(Collected data)
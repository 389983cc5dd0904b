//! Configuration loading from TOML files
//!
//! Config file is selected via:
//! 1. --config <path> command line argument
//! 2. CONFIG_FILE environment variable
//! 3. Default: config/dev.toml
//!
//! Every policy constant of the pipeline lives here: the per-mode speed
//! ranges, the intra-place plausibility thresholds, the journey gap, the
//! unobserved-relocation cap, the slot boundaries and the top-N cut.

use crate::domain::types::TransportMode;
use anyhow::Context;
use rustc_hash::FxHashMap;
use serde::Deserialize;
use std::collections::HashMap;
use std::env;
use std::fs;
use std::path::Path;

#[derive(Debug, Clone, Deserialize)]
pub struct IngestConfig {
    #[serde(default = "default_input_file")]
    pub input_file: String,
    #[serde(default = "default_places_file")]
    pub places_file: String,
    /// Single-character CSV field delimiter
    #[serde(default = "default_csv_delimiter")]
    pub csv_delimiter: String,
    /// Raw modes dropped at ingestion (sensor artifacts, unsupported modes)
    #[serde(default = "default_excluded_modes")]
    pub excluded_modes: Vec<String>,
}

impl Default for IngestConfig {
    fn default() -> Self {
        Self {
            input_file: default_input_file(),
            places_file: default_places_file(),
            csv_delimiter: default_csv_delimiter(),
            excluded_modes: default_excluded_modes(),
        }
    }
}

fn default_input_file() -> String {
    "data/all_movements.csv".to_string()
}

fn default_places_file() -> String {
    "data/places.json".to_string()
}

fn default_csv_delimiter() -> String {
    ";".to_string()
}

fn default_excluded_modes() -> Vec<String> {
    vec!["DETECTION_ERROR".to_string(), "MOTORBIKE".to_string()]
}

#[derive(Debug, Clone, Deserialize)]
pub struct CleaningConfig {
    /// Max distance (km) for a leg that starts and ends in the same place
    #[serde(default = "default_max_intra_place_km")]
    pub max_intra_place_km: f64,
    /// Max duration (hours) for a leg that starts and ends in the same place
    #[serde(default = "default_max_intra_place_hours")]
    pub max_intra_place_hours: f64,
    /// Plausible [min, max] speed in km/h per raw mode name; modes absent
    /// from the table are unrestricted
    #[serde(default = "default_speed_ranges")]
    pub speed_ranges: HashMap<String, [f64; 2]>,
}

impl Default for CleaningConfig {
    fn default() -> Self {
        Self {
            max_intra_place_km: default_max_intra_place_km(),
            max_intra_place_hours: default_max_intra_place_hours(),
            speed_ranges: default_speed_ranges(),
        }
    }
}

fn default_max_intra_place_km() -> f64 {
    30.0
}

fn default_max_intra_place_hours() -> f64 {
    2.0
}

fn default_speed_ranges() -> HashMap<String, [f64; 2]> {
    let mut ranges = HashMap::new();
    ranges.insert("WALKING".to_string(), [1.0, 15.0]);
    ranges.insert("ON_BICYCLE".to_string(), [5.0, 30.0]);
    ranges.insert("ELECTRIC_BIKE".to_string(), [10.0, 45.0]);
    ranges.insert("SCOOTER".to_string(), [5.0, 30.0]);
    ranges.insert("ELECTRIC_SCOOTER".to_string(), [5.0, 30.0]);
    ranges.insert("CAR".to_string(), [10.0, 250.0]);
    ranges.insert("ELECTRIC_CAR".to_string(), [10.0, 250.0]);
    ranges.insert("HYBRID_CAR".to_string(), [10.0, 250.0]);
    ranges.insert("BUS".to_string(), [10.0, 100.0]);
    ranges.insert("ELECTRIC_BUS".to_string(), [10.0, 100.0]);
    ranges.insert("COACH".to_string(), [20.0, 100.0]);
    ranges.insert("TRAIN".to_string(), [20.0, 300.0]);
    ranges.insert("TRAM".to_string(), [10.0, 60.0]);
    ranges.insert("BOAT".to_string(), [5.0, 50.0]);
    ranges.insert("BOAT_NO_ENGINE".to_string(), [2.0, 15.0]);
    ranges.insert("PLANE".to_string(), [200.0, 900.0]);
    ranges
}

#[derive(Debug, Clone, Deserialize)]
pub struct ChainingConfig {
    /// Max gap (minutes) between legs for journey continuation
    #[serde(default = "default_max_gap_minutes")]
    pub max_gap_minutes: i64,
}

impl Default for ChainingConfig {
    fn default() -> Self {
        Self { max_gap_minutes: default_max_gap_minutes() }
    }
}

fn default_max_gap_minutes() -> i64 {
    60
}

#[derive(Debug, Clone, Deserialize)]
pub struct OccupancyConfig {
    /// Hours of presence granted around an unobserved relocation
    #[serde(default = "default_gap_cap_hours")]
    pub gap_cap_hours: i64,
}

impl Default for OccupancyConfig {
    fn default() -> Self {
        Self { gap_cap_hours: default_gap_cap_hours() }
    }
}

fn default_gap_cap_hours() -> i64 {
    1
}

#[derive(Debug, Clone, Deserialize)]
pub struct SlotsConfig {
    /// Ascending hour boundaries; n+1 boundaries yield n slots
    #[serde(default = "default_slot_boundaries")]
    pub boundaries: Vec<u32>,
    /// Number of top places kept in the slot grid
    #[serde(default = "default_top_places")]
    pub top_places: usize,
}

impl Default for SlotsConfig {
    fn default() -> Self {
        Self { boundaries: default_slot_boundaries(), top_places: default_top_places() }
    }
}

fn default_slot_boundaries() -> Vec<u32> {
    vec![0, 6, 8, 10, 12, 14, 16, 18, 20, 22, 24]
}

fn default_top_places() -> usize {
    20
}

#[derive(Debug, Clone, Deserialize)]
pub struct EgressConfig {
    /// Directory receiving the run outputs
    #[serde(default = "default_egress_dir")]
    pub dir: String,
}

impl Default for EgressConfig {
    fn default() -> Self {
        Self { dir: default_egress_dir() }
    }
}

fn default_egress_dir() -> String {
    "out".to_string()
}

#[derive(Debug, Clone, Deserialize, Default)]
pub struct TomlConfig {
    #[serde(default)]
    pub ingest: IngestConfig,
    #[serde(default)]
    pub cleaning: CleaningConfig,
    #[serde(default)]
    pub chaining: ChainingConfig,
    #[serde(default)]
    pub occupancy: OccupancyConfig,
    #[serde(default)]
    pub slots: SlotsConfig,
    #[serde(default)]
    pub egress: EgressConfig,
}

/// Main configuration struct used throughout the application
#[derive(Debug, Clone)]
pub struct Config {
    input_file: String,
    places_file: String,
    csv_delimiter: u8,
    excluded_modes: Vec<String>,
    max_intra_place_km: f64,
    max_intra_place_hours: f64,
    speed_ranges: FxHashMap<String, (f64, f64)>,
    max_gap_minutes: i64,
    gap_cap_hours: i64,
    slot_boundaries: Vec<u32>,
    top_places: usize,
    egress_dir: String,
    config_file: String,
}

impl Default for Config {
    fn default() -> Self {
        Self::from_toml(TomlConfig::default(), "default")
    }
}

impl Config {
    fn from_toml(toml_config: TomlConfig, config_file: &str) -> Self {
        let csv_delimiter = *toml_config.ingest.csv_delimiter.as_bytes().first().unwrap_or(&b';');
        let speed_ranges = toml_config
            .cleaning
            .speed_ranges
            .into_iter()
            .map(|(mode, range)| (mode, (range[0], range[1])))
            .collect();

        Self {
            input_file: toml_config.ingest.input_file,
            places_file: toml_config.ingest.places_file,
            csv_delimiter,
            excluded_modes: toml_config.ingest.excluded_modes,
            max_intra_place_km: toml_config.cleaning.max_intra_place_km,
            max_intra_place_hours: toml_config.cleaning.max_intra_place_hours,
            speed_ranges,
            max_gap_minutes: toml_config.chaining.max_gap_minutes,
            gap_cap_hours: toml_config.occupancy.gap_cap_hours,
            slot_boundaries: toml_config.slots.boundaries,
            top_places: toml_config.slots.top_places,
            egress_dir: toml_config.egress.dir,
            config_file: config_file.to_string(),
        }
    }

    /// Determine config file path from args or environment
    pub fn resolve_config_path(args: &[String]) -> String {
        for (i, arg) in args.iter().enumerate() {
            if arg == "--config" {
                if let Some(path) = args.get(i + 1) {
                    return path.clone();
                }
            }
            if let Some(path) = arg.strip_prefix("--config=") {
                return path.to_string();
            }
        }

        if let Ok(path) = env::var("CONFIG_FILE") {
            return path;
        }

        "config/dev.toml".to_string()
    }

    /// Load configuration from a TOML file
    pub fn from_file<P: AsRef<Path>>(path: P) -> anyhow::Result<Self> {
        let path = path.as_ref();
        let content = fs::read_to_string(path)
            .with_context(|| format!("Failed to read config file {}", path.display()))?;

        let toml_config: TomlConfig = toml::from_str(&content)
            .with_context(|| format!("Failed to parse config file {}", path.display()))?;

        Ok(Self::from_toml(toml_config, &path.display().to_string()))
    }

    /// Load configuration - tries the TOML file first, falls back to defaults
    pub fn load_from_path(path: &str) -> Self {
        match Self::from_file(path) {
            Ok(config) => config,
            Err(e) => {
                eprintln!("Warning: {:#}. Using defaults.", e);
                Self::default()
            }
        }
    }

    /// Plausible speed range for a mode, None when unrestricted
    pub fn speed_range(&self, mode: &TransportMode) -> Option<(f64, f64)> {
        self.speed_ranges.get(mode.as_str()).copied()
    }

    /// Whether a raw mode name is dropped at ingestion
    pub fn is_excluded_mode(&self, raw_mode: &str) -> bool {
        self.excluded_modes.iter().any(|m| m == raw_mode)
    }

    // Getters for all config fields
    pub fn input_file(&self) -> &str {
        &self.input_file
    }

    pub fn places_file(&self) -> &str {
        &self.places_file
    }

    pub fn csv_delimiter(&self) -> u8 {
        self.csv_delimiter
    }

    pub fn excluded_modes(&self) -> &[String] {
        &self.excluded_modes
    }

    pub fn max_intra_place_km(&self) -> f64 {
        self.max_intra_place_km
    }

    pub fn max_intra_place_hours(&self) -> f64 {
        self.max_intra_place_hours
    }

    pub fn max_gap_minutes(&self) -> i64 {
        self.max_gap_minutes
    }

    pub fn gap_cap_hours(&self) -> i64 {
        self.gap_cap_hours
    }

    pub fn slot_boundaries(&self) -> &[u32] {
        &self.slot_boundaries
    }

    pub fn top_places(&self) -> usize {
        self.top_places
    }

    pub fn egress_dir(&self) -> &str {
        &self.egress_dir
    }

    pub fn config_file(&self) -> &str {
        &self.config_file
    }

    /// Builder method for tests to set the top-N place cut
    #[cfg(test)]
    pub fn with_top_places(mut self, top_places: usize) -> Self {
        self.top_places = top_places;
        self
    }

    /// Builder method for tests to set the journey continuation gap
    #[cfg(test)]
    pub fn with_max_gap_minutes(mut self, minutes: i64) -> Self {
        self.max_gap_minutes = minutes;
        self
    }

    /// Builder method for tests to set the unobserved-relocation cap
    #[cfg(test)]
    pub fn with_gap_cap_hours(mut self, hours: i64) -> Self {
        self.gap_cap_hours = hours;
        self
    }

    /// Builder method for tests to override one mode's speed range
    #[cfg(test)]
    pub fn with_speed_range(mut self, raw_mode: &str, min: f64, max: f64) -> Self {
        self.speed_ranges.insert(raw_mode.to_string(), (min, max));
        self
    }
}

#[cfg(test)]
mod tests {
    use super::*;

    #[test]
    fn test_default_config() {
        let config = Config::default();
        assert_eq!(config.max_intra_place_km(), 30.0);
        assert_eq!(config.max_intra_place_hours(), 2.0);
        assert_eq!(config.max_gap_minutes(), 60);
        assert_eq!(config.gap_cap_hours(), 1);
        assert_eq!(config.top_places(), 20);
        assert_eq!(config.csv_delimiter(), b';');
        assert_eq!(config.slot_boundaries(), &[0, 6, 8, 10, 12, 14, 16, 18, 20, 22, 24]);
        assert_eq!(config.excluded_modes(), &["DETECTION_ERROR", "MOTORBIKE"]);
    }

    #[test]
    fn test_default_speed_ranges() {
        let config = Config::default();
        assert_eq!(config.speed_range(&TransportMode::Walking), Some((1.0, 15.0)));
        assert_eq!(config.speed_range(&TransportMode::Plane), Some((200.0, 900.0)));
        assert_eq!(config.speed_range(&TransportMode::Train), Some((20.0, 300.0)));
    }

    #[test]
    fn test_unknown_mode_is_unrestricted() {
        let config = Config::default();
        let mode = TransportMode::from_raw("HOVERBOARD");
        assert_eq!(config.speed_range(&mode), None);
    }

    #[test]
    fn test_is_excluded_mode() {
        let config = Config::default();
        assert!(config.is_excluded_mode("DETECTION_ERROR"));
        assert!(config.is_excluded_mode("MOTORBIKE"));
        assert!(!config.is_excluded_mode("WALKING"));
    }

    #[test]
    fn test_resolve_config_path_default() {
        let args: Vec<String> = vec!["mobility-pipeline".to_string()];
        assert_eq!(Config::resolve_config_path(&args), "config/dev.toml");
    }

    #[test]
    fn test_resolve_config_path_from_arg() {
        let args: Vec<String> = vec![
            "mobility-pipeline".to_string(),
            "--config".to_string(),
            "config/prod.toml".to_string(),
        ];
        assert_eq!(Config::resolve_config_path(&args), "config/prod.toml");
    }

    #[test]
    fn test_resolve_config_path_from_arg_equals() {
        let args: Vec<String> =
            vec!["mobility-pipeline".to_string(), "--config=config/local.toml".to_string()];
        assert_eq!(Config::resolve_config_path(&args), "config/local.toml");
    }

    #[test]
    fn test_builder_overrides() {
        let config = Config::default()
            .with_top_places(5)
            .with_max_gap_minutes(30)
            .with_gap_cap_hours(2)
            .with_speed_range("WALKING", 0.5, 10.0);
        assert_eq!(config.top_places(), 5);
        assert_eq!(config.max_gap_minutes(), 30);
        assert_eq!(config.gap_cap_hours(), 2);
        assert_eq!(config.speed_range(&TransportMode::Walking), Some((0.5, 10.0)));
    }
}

The problem: Take each line above that contains "tests" and copy it out.

Result of the task:
    /// Builder method for tests to set the top-N place cut
    /// Builder method for tests to set the journey continuation gap
    /// Builder method for tests to set the unobserved-relocation cap
    /// Builder method for tests to override one mode's speed range
mod tests {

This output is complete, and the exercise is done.